Nossa última conversação foi com os professores da educação infantil – “os mais prejudicados” – segundo a direção da Escola. A coordenadora toma a palavra e lança a questão: “Como estamos e qual o papel da Escola neste momento?” As professoras então relatam um sentimento de culpa, pois interpretam a saída das crianças da Escola como responsabilidade delas. E se interrogam: “O que não fizemos?”, “É um balde de água fria”, diz uma outra professora. Nesse momento, uma profissional do administrativo da instituição toma a palavra e diz que é ela quem recebe as ligações dos pais comunicando a saída do filho da Escola.
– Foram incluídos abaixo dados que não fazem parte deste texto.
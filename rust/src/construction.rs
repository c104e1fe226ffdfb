//! Construction and initialization logic for DafTree and DafIndex.
//!
//! This module contains capacity validation, constructors and `Default`
//! implementations, plus bulk loading for the composite index.

use std::hash::{BuildHasher, Hash};

use rustc_hash::FxBuildHasher;

use crate::arena::NodeArena;
use crate::error::{DafError, InitResult};
use crate::existence_index::ExistenceIndex;
use crate::types::{DafIndex, DafTree, DEFAULT_CAPACITY, MIN_CAPACITY, NULL_NODE};

const _: () = assert!(DEFAULT_CAPACITY >= MIN_CAPACITY);

impl<K, V> DafTree<K, V> {
    /// Creates an empty tree.
    pub fn new() -> Self {
        Self {
            root: NULL_NODE,
            arena: NodeArena::new(),
            len: 0,
            unique_keys: 0,
        }
    }

    /// Creates an empty tree with room for `capacity` entries before the
    /// node arena reallocates.
    pub fn with_capacity(capacity: usize) -> Self {
        Self {
            root: NULL_NODE,
            arena: NodeArena::with_capacity(capacity),
            len: 0,
            unique_keys: 0,
        }
    }
}

impl<K, V> Default for DafTree<K, V> {
    fn default() -> Self {
        Self::new()
    }
}

impl<K: Ord + Hash, V: PartialEq> DafIndex<K, V, FxBuildHasher> {
    /// Create an empty index whose existence index starts with `capacity`
    /// buckets.
    ///
    /// # Returns
    ///
    /// Returns `Ok(DafIndex)` if capacity is valid, `Err(DafError)` otherwise.
    ///
    /// # Examples
    ///
    /// ```
    /// use dafindex::DafIndex;
    ///
    /// let index = DafIndex::<i32, String>::new(16).unwrap();
    /// assert!(index.is_empty());
    /// assert!(DafIndex::<i32, String>::new(4).is_err());
    /// ```
    pub fn new(capacity: usize) -> InitResult<Self> {
        Self::with_hasher(capacity, FxBuildHasher::default())
    }

    /// Create an index preloaded with `pairs`. Repeated pairs are kept once.
    ///
    /// # Examples
    ///
    /// ```
    /// use dafindex::DafIndex;
    ///
    /// let index = DafIndex::from_pairs(10, [(1, 'a'), (1, 'b'), (1, 'a')]).unwrap();
    /// assert_eq!(index.len(), 2);
    /// ```
    pub fn from_pairs<I>(capacity: usize, pairs: I) -> InitResult<Self>
    where
        I: IntoIterator<Item = (K, V)>,
        K: Clone,
    {
        let mut index = Self::new(capacity)?;
        index.extend(pairs);
        Ok(index)
    }
}

impl<K: Ord + Hash, V: PartialEq, S: BuildHasher> DafIndex<K, V, S> {
    /// Create an empty index using `hasher` for the existence index.
    pub fn with_hasher(capacity: usize, hasher: S) -> InitResult<Self> {
        Ok(Self {
            existence: ExistenceIndex::with_hasher(capacity, hasher)?,
            tree: DafTree::new(),
        })
    }
}

impl<K: Ord + Hash, V: PartialEq> Default for DafIndex<K, V, FxBuildHasher> {
    /// Create an index with `DEFAULT_CAPACITY` buckets.
    fn default() -> Self {
        Self {
            existence: ExistenceIndex::with_hasher_unchecked(
                DEFAULT_CAPACITY,
                FxBuildHasher::default(),
            ),
            tree: DafTree::new(),
        }
    }
}

/// Validation utilities for construction
pub mod validation {
    use super::*;
    use crate::types::{MAX_LOAD_DENOMINATOR, MAX_LOAD_NUMERATOR};

    /// Validate that a capacity is acceptable for the existence index.
    pub fn validate_capacity(capacity: usize) -> InitResult<()> {
        if capacity < MIN_CAPACITY {
            Err(DafError::invalid_capacity(capacity, MIN_CAPACITY))
        } else {
            Ok(())
        }
    }

    /// Smallest capacity that holds `expected_keys` distinct keys without
    /// resizing (always >= MIN_CAPACITY).
    pub fn recommended_capacity(expected_keys: usize) -> usize {
        let needed = (expected_keys * MAX_LOAD_DENOMINATOR).div_ceil(MAX_LOAD_NUMERATOR);
        needed.max(MIN_CAPACITY)
    }
}
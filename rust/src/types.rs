//! Core types and data structures for the DAF index.
//!
//! This module contains the fundamental data structures, type definitions,
//! and constants shared by the tree, the existence index and the composite.

use rustc_hash::FxBuildHasher;

use crate::arena::NodeArena;
use crate::error::{DafError, DafResult};
use crate::existence_index::ExistenceIndex;

// ============================================================================
// CONSTANTS
// ============================================================================

/// Smallest bucket count the existence index accepts.
pub const MIN_CAPACITY: usize = 10;

/// Bucket count used by `Default`.
pub const DEFAULT_CAPACITY: usize = 16;

/// Growth multiplier applied to the bucket array on resize.
pub const RESIZE_FACTOR: usize = 2;

/// Maximum load factor, kept as a fraction so the check stays in integers.
pub const MAX_LOAD_NUMERATOR: usize = 2;
pub const MAX_LOAD_DENOMINATOR: usize = 3;

// ============================================================================
// TYPE DEFINITIONS
// ============================================================================

/// Node ID type for arena-based allocation
pub type NodeId = u32;

/// Sentinel for an empty link
pub const NULL_NODE: NodeId = u32::MAX;

/// The slot of its parent a node hangs from.
///
/// Duplicate-linked nodes are chain members: their `parent` is the previous
/// node of the same key, not a BST ancestor.
#[derive(Debug, Clone, Copy, PartialEq, Eq, Hash)]
pub enum Link {
    Root,
    Left,
    Right,
    Duplicate,
}

// ============================================================================
// CORE DATA STRUCTURES
// ============================================================================

/// A single (key, value) entry in the tree.
#[derive(Debug, Clone)]
pub struct DafNode<K, V> {
    pub(crate) key: K,
    pub(crate) value: V,
    pub(crate) left: NodeId,
    pub(crate) right: NodeId,
    /// Next node holding the same key.
    pub(crate) dup: NodeId,
    pub(crate) parent: NodeId,
    pub(crate) link: Link,
}

impl<K, V> DafNode<K, V> {
    pub(crate) fn new(key: K, value: V, parent: NodeId, link: Link) -> Self {
        Self {
            key,
            value,
            left: NULL_NODE,
            right: NULL_NODE,
            dup: NULL_NODE,
            parent,
            link,
        }
    }

    pub fn key(&self) -> &K {
        &self.key
    }

    pub fn value(&self) -> &V {
        &self.value
    }

    /// True if this node occupies the BST position for its key.
    pub fn is_chain_head(&self) -> bool {
        self.link != Link::Duplicate
    }
}

/// Binary search tree keyed by `K` where every position heads a chain of
/// duplicate nodes carrying further values for the same key.
///
/// # Examples
///
/// ```
/// use dafindex::DafTree;
///
/// let mut tree = DafTree::new();
/// tree.insert(2, "b");
/// tree.insert(1, "a");
/// tree.insert(2, "c");
///
/// assert_eq!(tree.len(), 3);
/// assert_eq!(tree.unique_keys(), 2);
/// assert_eq!(tree.get_all(&2).collect::<Vec<_>>(), [&"b", &"c"]);
/// ```
///
/// # Performance Characteristics
///
/// The tree is not self-balancing: descents are O(h) where h is the height,
/// O(log n) for random insertion order and O(n) for sorted input. Chain scans
/// are linear in the multiplicity of the key.
#[derive(Debug)]
pub struct DafTree<K, V> {
    pub(crate) root: NodeId,
    pub(crate) arena: NodeArena<DafNode<K, V>>,
    /// Total number of (key, value) entries.
    pub(crate) len: usize,
    /// Number of chain heads.
    pub(crate) unique_keys: usize,
}

/// Composite index: a [`DafTree`] kept in lockstep with an [`ExistenceIndex`]
/// over its keys.
///
/// # Examples
///
/// ```
/// use dafindex::DafIndex;
///
/// let mut index = DafIndex::new(16).unwrap();
/// index.insert(7, 1);
/// index.insert(7, 2);
/// index.insert(3, 1);
///
/// assert!(index.lookup_any(&7));
/// assert!(index.lookup_exact(&7, &2));
/// assert_eq!(index.keys().collect::<Vec<_>>(), [&3, &7, &7]);
///
/// index.remove(&7, &1);
/// assert!(index.lookup_any(&7));
/// ```
pub struct DafIndex<K, V, S = FxBuildHasher> {
    pub(crate) existence: ExistenceIndex<K, S>,
    pub(crate) tree: DafTree<K, V>,
}

// Manual impl: the default `FxBuildHasher` does not implement `Debug`.
impl<K: std::fmt::Debug, V: std::fmt::Debug, S> std::fmt::Debug for DafIndex<K, V, S> {
    fn fmt(&self, f: &mut std::fmt::Formatter<'_>) -> std::fmt::Result {
        f.debug_struct("DafIndex")
            .field("existence", &self.existence)
            .field("tree", &self.tree)
            .finish()
    }
}

/// A (key, value) pair whose halves are both known to be present.
#[derive(Debug, Clone, PartialEq, Eq)]
pub struct Entry<K, V> {
    key: K,
    value: V,
}

impl<K, V> Entry<K, V> {
    pub fn new(key: K, value: V) -> Self {
        Self { key, value }
    }

    /// Build an entry from possibly-absent parts.
    ///
    /// Returns `InvalidArgument` if either half is missing.
    pub fn try_new(key: Option<K>, value: Option<V>) -> DafResult<Self> {
        match (key, value) {
            (Some(key), Some(value)) => Ok(Self { key, value }),
            (None, _) => Err(DafError::invalid_argument("key", "must be present")),
            (_, None) => Err(DafError::invalid_argument("value", "must be present")),
        }
    }

    pub fn key(&self) -> &K {
        &self.key
    }

    pub fn value(&self) -> &V {
        &self.value
    }

    pub fn into_parts(self) -> (K, V) {
        (self.key, self.value)
    }
}

impl<K, V> TryFrom<(Option<K>, Option<V>)> for Entry<K, V> {
    type Error = DafError;

    fn try_from((key, value): (Option<K>, Option<V>)) -> DafResult<Self> {
        Self::try_new(key, value)
    }
}

impl<K, V> From<(K, V)> for Entry<K, V> {
    fn from((key, value): (K, V)) -> Self {
        Self::new(key, value)
    }
}
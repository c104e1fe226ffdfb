//! Duplicate-aware binary search tree with a hash-table existence index.
//!
//! [`DafIndex`] stores (key, value) pairs where a key may carry many values.
//! Each distinct key occupies one BST position; further values for the same
//! key hang off it in an insertion-ordered duplicate chain. A separately
//! chained [`ExistenceIndex`] answers "is this key present" without a tree
//! descent and is kept in lockstep with the tree on every mutation.
//!
//! ```
//! use dafindex::DafIndex;
//!
//! let mut index = DafIndex::new(16).unwrap();
//! index.insert("apple", 3);
//! index.insert("apple", 5);
//! index.insert("pear", 1);
//!
//! assert_eq!(index.get_all(&"apple").collect::<Vec<_>>(), [&3, &5]);
//! assert!(index.remove_all(&"apple"));
//! assert!(!index.lookup_any(&"apple"));
//! ```

mod arena;
mod construction;
mod delete_operations;
mod error;
mod existence_index;
mod get_operations;
mod index;
mod insert_operations;
mod iteration;
mod types;
mod validation;

pub use arena::{ArenaStats, NodeArena};
pub use construction::validation as capacity;
pub use error::{DafError, DafResult, InitResult};
pub use existence_index::ExistenceIndex;
pub use iteration::{ChainIterator, ItemIterator, KeyIterator, ValueIterator};
pub use types::{
    DafIndex, DafNode, DafTree, Entry, Link, NodeId, DEFAULT_CAPACITY, MAX_LOAD_DENOMINATOR,
    MAX_LOAD_NUMERATOR, MIN_CAPACITY, NULL_NODE, RESIZE_FACTOR,
};
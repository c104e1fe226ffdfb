//! Chained hash table answering "is any entry with this key stored".
//!
//! Each distinct key is stored once together with the number of tree entries
//! that carry it. A key is present while that count is non-zero, so removing
//! one of several values for a key never hides the others.

use std::hash::{BuildHasher, Hash};

use tracing::debug;

use crate::error::{DafError, InitResult};
use crate::types::{MAX_LOAD_DENOMINATOR, MAX_LOAD_NUMERATOR, MIN_CAPACITY, RESIZE_FACTOR};

/// Separately chained hash set of keys with per-key multiplicity.
#[derive(Clone)]
pub struct ExistenceIndex<K, S> {
    buckets: Vec<Vec<(K, usize)>>,
    /// Number of distinct keys stored.
    len: usize,
    /// Bucket count restored by `clear`.
    initial_capacity: usize,
    hasher: S,
}

// Manual impl: the default `FxBuildHasher` does not implement `Debug`.
impl<K: std::fmt::Debug, S> std::fmt::Debug for ExistenceIndex<K, S> {
    fn fmt(&self, f: &mut std::fmt::Formatter<'_>) -> std::fmt::Result {
        f.debug_struct("ExistenceIndex")
            .field("buckets", &self.buckets)
            .field("len", &self.len)
            .field("initial_capacity", &self.initial_capacity)
            .finish_non_exhaustive()
    }
}

impl<K: Hash + Eq, S: BuildHasher + Default> ExistenceIndex<K, S> {
    /// Create an empty index with `capacity` buckets.
    ///
    /// Returns `InvalidConfiguration` if `capacity < MIN_CAPACITY`.
    pub fn new(capacity: usize) -> InitResult<Self> {
        Self::with_hasher(capacity, S::default())
    }
}

impl<K: Hash + Eq, S: BuildHasher> ExistenceIndex<K, S> {
    /// Create an empty index with `capacity` buckets and the given hasher.
    pub fn with_hasher(capacity: usize, hasher: S) -> InitResult<Self> {
        if capacity < MIN_CAPACITY {
            return Err(DafError::invalid_capacity(capacity, MIN_CAPACITY));
        }
        Ok(Self::with_hasher_unchecked(capacity, hasher))
    }

    /// Caller guarantees `capacity >= MIN_CAPACITY`.
    pub(crate) fn with_hasher_unchecked(capacity: usize, hasher: S) -> Self {
        debug_assert!(capacity >= MIN_CAPACITY);
        Self {
            buckets: empty_buckets(capacity),
            len: 0,
            initial_capacity: capacity,
            hasher,
        }
    }

    /// Record one occurrence of `key`.
    ///
    /// Returns `true` if the key was not present before.
    pub fn insert(&mut self, key: K) -> bool {
        let slot = self.bucket_of(&key);
        if let Some((_, count)) = self.buckets[slot].iter_mut().find(|(k, _)| *k == key) {
            *count += 1;
            return false;
        }

        // Grow before adding so the load factor holds right after the insert.
        let mut slot = slot;
        if exceeds_max_load(self.len + 1, self.buckets.len()) {
            let mut new_capacity = self.buckets.len() * RESIZE_FACTOR;
            while exceeds_max_load(self.len + 1, new_capacity) {
                new_capacity *= RESIZE_FACTOR;
            }
            self.rehash(new_capacity);
            slot = self.bucket_of(&key);
        }

        self.buckets[slot].push((key, 1));
        self.len += 1;
        true
    }

    /// Drop one occurrence of `key`.
    ///
    /// Returns `true` if this removed the last occurrence. Absent keys are a
    /// no-op returning `false`.
    pub fn delete(&mut self, key: &K) -> bool {
        let slot = self.bucket_of(key);
        let bucket = &mut self.buckets[slot];
        let Some(pos) = bucket.iter().position(|(k, _)| k == key) else {
            return false;
        };

        if bucket[pos].1 > 1 {
            bucket[pos].1 -= 1;
            return false;
        }
        bucket.swap_remove(pos);
        self.len -= 1;
        true
    }

    /// Remove `key` regardless of its multiplicity.
    ///
    /// Returns the multiplicity it had, 0 if absent.
    pub fn purge(&mut self, key: &K) -> usize {
        let slot = self.bucket_of(key);
        let bucket = &mut self.buckets[slot];
        match bucket.iter().position(|(k, _)| k == key) {
            Some(pos) => {
                let (_, count) = bucket.swap_remove(pos);
                self.len -= 1;
                count
            }
            None => 0,
        }
    }

    pub fn contains(&self, key: &K) -> bool {
        self.multiplicity(key) > 0
    }

    /// Number of recorded occurrences of `key`.
    pub fn multiplicity(&self, key: &K) -> usize {
        self.buckets[self.bucket_of(key)]
            .iter()
            .find(|(k, _)| k == key)
            .map_or(0, |(_, count)| *count)
    }

    /// Iterate over the distinct keys in bucket order.
    pub fn keys(&self) -> impl Iterator<Item = &K> + '_ {
        self.buckets.iter().flatten().map(|(k, _)| k)
    }

    /// Drop every key and shrink back to the construction capacity.
    pub fn clear(&mut self) {
        self.buckets = empty_buckets(self.initial_capacity);
        self.len = 0;
    }

    fn bucket_of(&self, key: &K) -> usize {
        (self.hasher.hash_one(key) % self.buckets.len() as u64) as usize
    }

    fn rehash(&mut self, new_capacity: usize) {
        let old_capacity = self.buckets.len();
        let old = std::mem::replace(&mut self.buckets, empty_buckets(new_capacity));
        for (key, count) in old.into_iter().flatten() {
            let slot = self.bucket_of(&key);
            self.buckets[slot].push((key, count));
        }
        debug!(
            old_capacity,
            new_capacity,
            keys = self.len,
            "existence index resized"
        );
    }
}

impl<K, S> ExistenceIndex<K, S> {
    /// Number of distinct keys stored.
    pub fn len(&self) -> usize {
        self.len
    }

    pub fn is_empty(&self) -> bool {
        self.len == 0
    }

    /// Current bucket count.
    pub fn capacity(&self) -> usize {
        self.buckets.len()
    }

    pub fn load_factor(&self) -> f64 {
        self.len as f64 / self.buckets.len() as f64
    }

    pub fn hasher(&self) -> &S {
        &self.hasher
    }
}

fn empty_buckets<K>(capacity: usize) -> Vec<Vec<(K, usize)>> {
    (0..capacity).map(|_| Vec::new()).collect()
}

fn exceeds_max_load(count: usize, capacity: usize) -> bool {
    count * MAX_LOAD_DENOMINATOR > capacity * MAX_LOAD_NUMERATOR
}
Cada dia são duas, três ligações. Encontramos um sofrimento muito grande nesses profissionais da educação infantil, os quais têm de lidar com a saída das crianças, o aumento da jornada de trabalho e a própria instabilidade no trabalho.

“Como vão ficar as crianças?” É a pergunta que antecede o impasse: “Como nós professores vamos ficar?” Tomando a conversação como um dispositivo em que o movimento inter-disciplinar pode possibilitar a abertura de um espaço para a invenção, por meio de soluções singulares, seja das crianças, dos adolescentes, dos pais ou dos profissionais que circulam nas instituições, continuamos com os efeitos desse dispositivo on-line e seus embates com o Real, a pandemia do Coronavírus.


[1] Integrantes do Laboratório: Adriana Farias Pereira, Ana Maria Alves de Souza, Fernanda Martinhago, Gustavo Ramos da Silva (responsável pelo Laboratório), Patrícia Laura Torriglia, Soledad Torres e Valesca Lopes (coordenação CIEN-SC). Colaborou com a escrita do trabalho: Marcia Frassão (coordenação CIEN-SC).
[2] Este Programa compõe uma política nacional, que iniciou em 2007, com a finalidade de contribuir para a formação integral dos estudantes da rede pública de educação básica, por meio de ações de prevenção de doenças, promoção de saúde e atenção à saúde. Dentre as ações do PSE, destacam-se as mais relacionadas ao campo da saúde mental, como: a avaliação clínica e psicossocial, prevenção e redução do consumo do álcool e uso de drogas e a educação permanente em saúde (BRASIL, 2007). Referência: BRASIL. Presidência da República. Decreto Nº 6.286, de 5 de dezembro de 2007. Institui o Programa Saúde na Escola – PSE, 2007.